Big Feet. Detail from painting by Brazilian street artist Pedrito, RM private collection. 

Friday, March 10, 2023

A Dreamer's Notes: Currency of Psychical Excursions

 


He is wearing what look like tennis whites from an earlier era. He is brisk, upper-crust, charming - and ready to show his credential immediately. He hands me a 500 euro bill with the words "psychical excursions" written across it in a neat hand. 

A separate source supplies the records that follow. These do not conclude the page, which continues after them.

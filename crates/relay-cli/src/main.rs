mod render;

use std::env;
use std::future::Future;

use anyhow::{anyhow, bail, Context, Result};
use clap::{Args, Parser, Subcommand};
use relay_core::auth::{
    AuthError, FileStorage, PreferencesUpdate, SessionHandle, SessionStore, ThemePreference,
    UserRole,
};
use relay_core::config::ClientConfig;
use relay_core::filters::{FilterController, Route};
use relay_core::gateway::{Gateway, Issue, IssuePriority, IssueType, NewIssue};
use relay_core::notify::{NotificationBus, Subscription};
use relay_core::sync::{
    BulkCoordinator, BulkMode, DisplayedIssue, FieldEdit, IssueListView, OptimisticEditor,
    PollState, PollingScheduler, Visibility,
};
use serde_json::json;
use tokio::sync::watch;
use tokio::{signal, task};
use tracing_subscriber::{fmt, layer::SubscriberExt, util::SubscriberInitExt, EnvFilter};
use url::Url;

#[derive(Parser, Debug)]
#[command(author, version, about = "Relay issue tracker CLI")]
struct Cli {
    /// Override the API base URL (defaults to RELAY_API_URL)
    #[arg(long = "api-url", global = true)]
    api_url: Option<Url>,
    #[command(subcommand)]
    command: Commands,
}

#[derive(Subcommand, Debug)]
enum Commands {
    /// Session management
    #[command(subcommand)]
    Auth(AuthCommand),
    /// Current user details
    #[command(subcommand)]
    User(UserCommand),
    /// Notification and theme preferences
    #[command(subcommand)]
    Prefs(PrefsCommand),
    /// Issue operations
    #[command(subcommand)]
    Issue(IssueCommand),
    /// Apply one change to many issues
    #[command(subcommand)]
    Bulk(BulkCommand),
    /// Sign-in whitelist administration
    #[command(subcommand)]
    Whitelist(WhitelistCommand),
    /// User role administration
    #[command(subcommand)]
    Users(UsersCommand),
}

#[derive(Subcommand, Debug)]
enum AuthCommand {
    /// Store and validate a bearer token issued by the identity provider
    Login(LoginArgs),
    /// Forget the stored token
    Logout,
    /// Show whether the stored token is still accepted
    Status,
}

#[derive(Args, Debug)]
struct LoginArgs {
    /// Token to store; prompted for when omitted
    #[arg(long)]
    token: Option<String>,
}

#[derive(Subcommand, Debug)]
enum UserCommand {
    /// Show the signed-in user
    Me(JsonArgs),
}

#[derive(Args, Debug)]
struct JsonArgs {
    /// Output raw JSON
    #[arg(long)]
    json: bool,
}

#[derive(Subcommand, Debug)]
enum PrefsCommand {
    /// Update server-side preferences
    Set(PrefsSetArgs),
    /// Theme used while signed out
    LocalTheme {
        theme: ThemePreference,
    },
}

#[derive(Args, Debug)]
struct PrefsSetArgs {
    #[arg(long)]
    theme: Option<ThemePreference>,
    #[arg(long = "email-notifications")]
    email_notifications: Option<bool>,
    #[arg(long = "discord-notifications")]
    discord_notifications: Option<bool>,
}

#[derive(Subcommand, Debug)]
enum IssueCommand {
    /// List issues matching filters
    List(IssueListArgs),
    /// View a single issue by key (e.g. BUG-123)
    View(IssueViewArgs),
    /// Create a new issue
    Create(IssueCreateArgs),
    /// Change the status of an issue
    SetStatus { key: String, status: String },
    /// Change the priority of an issue
    SetPriority { key: String, priority: IssuePriority },
    /// Change the type of an issue
    SetType { key: String, issue_type: IssueType },
    /// Replace the summary of an issue
    Rename { key: String, summary: String },
    /// Add a comment to an issue
    Comment { key: String, body: String },
    /// Issues updated after a timestamp
    Updates(IssueUpdatesArgs),
}

#[derive(Args, Debug)]
struct FilterArgs {
    /// Start from a shared list query (e.g. "status=Open&page=2")
    #[arg(long)]
    query: Option<String>,
    /// Filter by status (repeatable or comma separated)
    #[arg(long, value_delimiter = ',')]
    status: Vec<String>,
    /// Filter by priority
    #[arg(long, value_delimiter = ',')]
    priority: Vec<IssuePriority>,
    /// Filter by issue type
    #[arg(long = "type", value_delimiter = ',')]
    issue_type: Vec<IssueType>,
    /// Free-text search
    #[arg(long)]
    search: Option<String>,
    /// Page number (1-based)
    #[arg(long)]
    page: Option<u32>,
}
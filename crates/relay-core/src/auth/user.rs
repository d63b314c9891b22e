use std::fmt;
use std::str::FromStr;

use serde::{Deserialize, Serialize};

use super::ThemePreference;

#[derive(Debug, Clone, Copy, PartialEq, Eq, Hash, Serialize, Deserialize)]
#[serde(rename_all = "lowercase")]
pub enum UserRole {
    User,
    Sqa,
    Admin,
}

/// Roles allowed to edit issue fields and run bulk transitions.
pub const EDITOR_ROLES: [UserRole; 2] = [UserRole::Sqa, UserRole::Admin];

impl UserRole {
    pub fn as_str(self) -> &'static str {
        match self {
            UserRole::User => "user",
            UserRole::Sqa => "sqa",
            UserRole::Admin => "admin",
        }
    }
}

impl fmt::Display for UserRole {
    fn fmt(&self, f: &mut fmt::Formatter<'_>) -> fmt::Result {
        f.write_str(self.as_str())
    }
}

impl FromStr for UserRole {
    type Err = String;

    fn from_str(s: &str) -> Result<Self, Self::Err> {
        match s.trim().to_ascii_lowercase().as_str() {
            "user" => Ok(UserRole::User),
            "sqa" => Ok(UserRole::Sqa),
            "admin" => Ok(UserRole::Admin),
            other => Err(format!("invalid role '{other}'")),
        }
    }
}

#[derive(Debug, Clone, PartialEq, Eq, Default, Serialize, Deserialize)]
pub struct UserPreferences {
    #[serde(default)]
    pub email_notifications: bool,
    #[serde(default)]
    pub discord_notifications: bool,
    #[serde(default)]
    pub theme: ThemePreference,
}

/// Partial body for `PUT /api/auth/preferences`.
#[derive(Debug, Clone, PartialEq, Eq, Default, Serialize)]
pub struct PreferencesUpdate {
    #[serde(skip_serializing_if = "Option::is_none")]
    pub email_notifications: Option<bool>,
    #[serde(skip_serializing_if = "Option::is_none")]
    pub discord_notifications: Option<bool>,
    #[serde(skip_serializing_if = "Option::is_none")]
    pub theme: Option<ThemePreference>,
}

impl PreferencesUpdate {
    pub fn is_empty(&self) -> bool {
        self == &PreferencesUpdate::default()
    }
}

/// Identity record returned by the identity check.
#[derive(Debug, Clone, PartialEq, Eq, Serialize, Deserialize)]
pub struct AuthUser {
    pub id: String,
    pub email: String,
    #[serde(default)]
    pub name: Option<String>,
    #[serde(default)]
    pub avatar_url: Option<String>,
    pub role: UserRole,
    #[serde(default)]
    pub preferences: Option<UserPreferences>,
}

impl AuthUser {
    pub fn display_name(&self) -> &str {
        self.name
            .as_deref()
            .filter(|n| !n.is_empty())
            .unwrap_or(&self.email)
    }

    pub fn theme(&self) -> ThemePreference {
        self.preferences
            .as_ref()
            .map(|prefs| prefs.theme)
            .unwrap_or_default()
    }

    pub fn has_any_role(&self, roles: &[UserRole]) -> bool {
        roles.contains(&self.role)
    }
}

I recognize the phrase. It was a term employed by the early researchers for the Society for Psychical Research to describe journeys beyond the body in which the traveler appeared to others as a "phantasm of the living". 

The tennis player's mode of introduction suggests that though the language may sound antiquated, this line of inquiry is valid today, and valuable. He did not allow me to return the banknote. I fold it and put it in my pocket. 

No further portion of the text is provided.